Question

How do you convert depressed quartic to a quadratic?

Answer 1

Hint: In this problem, we have to convert a depressed quartic equation into a quadratic. To do this, we should know that the quartic equations are polynomials that have degrees of four where quadratic equations are polynomials that have degrees of two. We can first take a depressed quartic equation by setting it equal to zero. We can then replace the terms with exponent to another variable to get a quadratic equation.

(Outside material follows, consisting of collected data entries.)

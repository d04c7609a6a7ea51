use std::collections::{BTreeMap, BTreeSet};

/// Lamport timestamp. Ties between members are broken by member ID, so any two stamps are ordered.
#[derive(Debug, Clone, PartialEq, Eq, PartialOrd, Ord, Hash)]
pub struct LamportClock {
    pub time: u64,
    pub member: String,
}

impl LamportClock {
    pub fn new(member: impl Into<String>) -> Self {
        LamportClock {
            time: 0,
            member: member.into(),
        }
    }

    pub fn tick(&mut self) -> LamportClock {
        self.time += 1;
        self.clone()
    }

    /// Moves past a stamp observed from another member.
    pub fn observe(&mut self, other: &LamportClock) {
        self.time = self.time.max(other.time);
    }
}

/// Last-writer-wins register. `None` is a written value too, meaning "cleared".
#[derive(Debug, Clone, PartialEq)]
pub struct LwwRegister<T: Clone> {
    value: Option<T>,
    stamp: Option<LamportClock>,
}

impl<T: Clone> LwwRegister<T> {
    pub fn new() -> Self {
        LwwRegister { value: None, stamp: None }
    }

    pub fn set(&mut self, value: Option<T>, clock: &mut LamportClock) {
        if let Some(stamp) = &self.stamp {
            clock.observe(stamp);
        }
        self.value = value;
        self.stamp = Some(clock.tick());
    }

    pub fn get(&self) -> Option<&T> {
        self.value.as_ref()
    }

    pub fn stamp(&self) -> Option<&LamportClock> {
        self.stamp.as_ref()
    }

    pub fn merge(&mut self, other: &LwwRegister<T>) {
        if other.stamp > self.stamp {
            self.value = other.value.clone();
            self.stamp = other.stamp.clone();
        }
    }
}

impl<T: Clone> Default for LwwRegister<T> {
    fn default() -> Self {
        LwwRegister::new()
    }
}

/// Unique tag of one add: the adding member and its add counter.
type Dot = (String, u64);

/// Observed-remove set. A remove only cancels the adds it has seen, so a concurrent add wins.
#[derive(Debug, Clone, PartialEq)]
pub struct OrSet<T: Ord + Clone> {
    elements: BTreeMap<T, BTreeSet<Dot>>,
    tombstones: BTreeSet<Dot>,
    counters: BTreeMap<String, u64>,
}

impl<T: Ord + Clone> OrSet<T> {
    pub fn new() -> Self {
        OrSet {
            elements: BTreeMap::new(),
            tombstones: BTreeSet::new(),
            counters: BTreeMap::new(),
        }
    }

    pub fn add(&mut self, member: &str, value: T) {
        let counter = self.counters.entry(member.to_string()).or_insert(0);
        *counter += 1;
        let dot = (member.to_string(), *counter);
        self.elements.entry(value).or_insert_with(BTreeSet::new).insert(dot);
    }

    /// Returns false if the value wasn't present.
    pub fn remove(&mut self, value: &T) -> bool {
        match self.elements.remove(value) {
            Some(dots) => {
                self.tombstones.extend(dots);
                true
            }
            None => false,
        }
    }

    pub fn contains(&self, value: &T) -> bool {
        self.elements.contains_key(value)
    }

    /// Elements in ascending order.
    pub fn elements(&self) -> impl Iterator<Item = &T> {
        self.elements.keys()
    }

    pub fn len(&self) -> usize {
        self.elements.len()
    }

    pub fn is_empty(&self) -> bool {
        self.elements.is_empty()
    }

    pub fn merge(&mut self, other: &OrSet<T>) {
        self.tombstones.extend(other.tombstones.iter().cloned());
        for (value, dots) in other.elements.iter() {
            self.elements
                .entry(value.clone())
                .or_insert_with(BTreeSet::new)
                .extend(dots.iter().cloned());
        }

        let tombstones = &self.tombstones;
        self.elements.retain(|_, dots| {
            dots.retain(|dot| !tombstones.contains(dot));
            !dots.is_empty()
        });

        for (member, counter) in other.counters.iter() {
            let ours = self.counters.entry(member.clone()).or_insert(0);
            *ours = (*ours).max(*counter);
        }
    }
}

impl<T: Ord + Clone> Default for OrSet<T> {
    fn default() -> Self {
        OrSet::new()
    }
}

#[cfg(test)]
mod tests {
    use super::*;

    #[test]
    fn later_write_wins_regardless_of_merge_order() {
        let mut clock_a = LamportClock::new("a");
        let mut clock_b = LamportClock::new("b");

        let mut on_a = LwwRegister::new();
        on_a.set(Some("first"), &mut clock_a);

        let mut on_b = on_a.clone();
        on_b.set(Some("second"), &mut clock_b);

        let mut left = on_a.clone();
        left.merge(&on_b);
        let mut right = on_b.clone();
        right.merge(&on_a);

        assert_eq!(left.get(), Some(&"second"));
        assert_eq!(left, right);
    }

    #[test]
    fn concurrent_writes_are_broken_by_member() {
        let mut on_a = LwwRegister::new();
        on_a.set(Some(1), &mut LamportClock::new("a"));
        let mut on_b = LwwRegister::new();
        on_b.set(Some(2), &mut LamportClock::new("b"));

        on_a.merge(&on_b);
        assert_eq!(on_a.get(), Some(&2));
    }

    #[test]
    fn cleared_register_stays_cleared() {
        let mut clock = LamportClock::new("a");
        let mut register = LwwRegister::new();
        register.set(Some("owner"), &mut clock);
        let stale = register.clone();

        register.set(None, &mut clock);
        register.merge(&stale);
        assert_eq!(register.get(), None);
    }

    #[test]
    fn concurrent_add_survives_remove() {
        let mut on_a = OrSet::new();
        on_a.add("a", "member-1");
        let mut on_b = on_a.clone();

        on_a.remove(&"member-1");
        on_b.add("b", "member-1");

        on_a.merge(&on_b);
        on_b.merge(&on_a);
        assert!(on_a.contains(&"member-1"));
        assert_eq!(on_a, on_b);
    }

    #[test]
    fn observed_remove_propagates() {
        let mut on_a = OrSet::new();
        on_a.add("a", 7);
        on_a.add("a", 8);
        let mut on_b = on_a.clone();

        assert!(on_b.remove(&7));
        assert!(!on_b.remove(&9));
        on_a.merge(&on_b);

        assert_eq!(on_a.elements().copied().collect::<Vec<_>>(), vec![8]);
    }
}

Complete step by step answer:
We know that the quartic equations are polynomials that have degrees of four where quadratic equations are polynomials that have degrees of two.
We can now take a depressed quartic equation.
\[{{x}^{4}}-81=0\]
We can see that it has two terms, a fourth power and a constant.
We can now replace the term \[{{x}^{2}}\] with variable r.
We know that this means \[{{x}^{2}}=r\], by replacing it, we get
\[\Rightarrow {{r}^{2}}-81=0\]
Therefore, the quartic equation is converted into a quartic equation.
 We can now take another example of a depressed quartic equation.
\[6{{x}^{4}}-35{{x}^{2}}+50=0\]
We can see that it has three terms, a fourth power, a square and a constant.
We can now replace the term \[{{x}^{2}}\] with variable r.
We know that this means \[{{x}^{2}}=r\], by replacing it, we get
\[\Rightarrow 6{{r}^{2}}-35r+50=0\]
Therefore, the quartic equation is converted into a quartic equation.

Note:
We should know that sometimes a quartic equation can look like a quadratic equation and have three terms. If a quartic has a term raised to the fourth power, a term raised to a second power and a constant, we can substitute \[{{x}^{2}}\] with any other variable and then we can treat it like a quadratic equation.